**TASK TO COMPLETE:**
Retrieve all lines below that have the string "Some".

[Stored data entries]
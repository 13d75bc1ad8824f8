use serde::Serialize;
use std::path::Path;

use crate::config::{BuildToolConfig, UtilityProject};
use crate::error::{Error, Result};
use crate::process::{Invocation, ProcessRunner};

// === Public API ===

/// One build-tool invocation for one project.
#[derive(Debug, Clone, PartialEq, Eq, Serialize)]
#[serde(rename_all = "camelCase")]
pub struct BuildOutcome {
    pub project: String,
    pub exit_code: i32,
    /// 1 for the initial build, 2 for the verbose retry.
    pub attempt: u8,
    pub verbose: bool,
}

impl BuildOutcome {
    pub fn success(&self) -> bool {
        self.exit_code == 0
    }
}

/// A project whose retry also failed. `exit_code` is the retry's code.
#[derive(Debug, Clone, PartialEq, Eq, Serialize)]
#[serde(rename_all = "camelCase")]
pub struct BuildFailure {
    pub project: String,
    pub exit_code: i32,
}

#[derive(Debug, Clone, Default, Serialize)]
#[serde(rename_all = "camelCase")]
pub struct BuildReport {
    pub attempts: Vec<BuildOutcome>,
    #[serde(skip_serializing_if = "Option::is_none")]
    pub failure: Option<BuildFailure>,
}

impl BuildReport {
    pub fn succeeded(&self) -> bool {
        self.failure.is_none()
    }
}

/// Build every project in order, stopping at the first project whose verbose
/// retry fails. Projects after a failed one are never built.
pub fn build_all(
    projects: &[UtilityProject],
    utilities_root: &Path,
    tool: &BuildToolConfig,
    runner: &dyn ProcessRunner,
) -> Result<BuildReport> {
    build_all_with(projects, utilities_root, tool, runner, &mut |_| {})
}

/// [`build_all`], handing each attempt to `on_attempt` as soon as it
/// finishes, before any retry starts.
pub fn build_all_with(
    projects: &[UtilityProject],
    utilities_root: &Path,
    tool: &BuildToolConfig,
    runner: &dyn ProcessRunner,
    on_attempt: &mut dyn FnMut(&BuildOutcome),
) -> Result<BuildReport> {
    let mut report = BuildReport::default();

    for project in projects {
        let outcomes = build_project(project, utilities_root, tool, runner, on_attempt)?;
        let last = outcomes
            .last()
            .cloned()
            .ok_or_else(|| Error::internal_unexpected("build produced no attempts"))?;
        report.attempts.extend(outcomes);

        if !last.success() {
            log_status!(
                "build",
                "{} failed again with exit code {}, aborting",
                project.name,
                last.exit_code
            );
            report.failure = Some(BuildFailure {
                project: project.name.clone(),
                exit_code: last.exit_code,
            });
            break;
        }
    }

    Ok(report)
}

/// Build one project: a normal attempt, then one verbose retry if it failed.
/// Returns the attempts in order; the last one is authoritative.
pub fn build_project(
    project: &UtilityProject,
    utilities_root: &Path,
    tool: &BuildToolConfig,
    runner: &dyn ProcessRunner,
    on_attempt: &mut dyn FnMut(&BuildOutcome),
) -> Result<Vec<BuildOutcome>> {
    let dir = project.project_directory(utilities_root);
    if !dir.is_dir() {
        return Err(Error::build_project_not_found(
            &project.name,
            dir.display().to_string(),
        ));
    }

    let first = Invocation::new(&tool.program)
        .args(tool.args.iter().cloned())
        .current_dir(&dir);

    log_status!("build", "Building {} ({})", project.name, first.display());
    let result = runner.run(&first)?;
    let first_outcome = BuildOutcome {
        project: project.name.clone(),
        exit_code: result.exit_code,
        attempt: 1,
        verbose: false,
    };
    on_attempt(&first_outcome);
    let mut outcomes = vec![first_outcome];

    if result.success() {
        return Ok(outcomes);
    }

    log_status!(
        "build",
        "{} failed with exit code {}, retrying with verbose logging",
        project.name,
        result.exit_code
    );

    let retry = Invocation::new(&tool.program)
        .args(tool.args.iter().chain(tool.verbose_args.iter()).cloned())
        .current_dir(&dir);
    let result = runner.run(&retry)?;
    let retry_outcome = BuildOutcome {
        project: project.name.clone(),
        exit_code: result.exit_code,
        attempt: 2,
        verbose: true,
    };
    on_attempt(&retry_outcome);
    outcomes.push(retry_outcome);

    Ok(outcomes)
}

/// Translate universal POSIX exit codes into a hint. Build tools differ too
/// much for anything more specific.
pub fn exit_code_hint(exit_code: i32) -> Option<&'static str> {
    match exit_code {
        127 => Some("Command not found. Check that the build tool and its dependencies are installed and in PATH."),
        126 => Some("Permission denied. Check file permissions on the build tool."),
        -1 => Some("The process was terminated by a signal."),
        _ => None,
    }
}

**FINISHED EXERCISE:**
            report.failure = Some(BuildFailure {
        127 => Some("Command not found. Check that the build tool and its dependencies are installed and in PATH."),
        126 => Some("Permission denied. Check file permissions on the build tool."),
        -1 => Some("The process was terminated by a signal."),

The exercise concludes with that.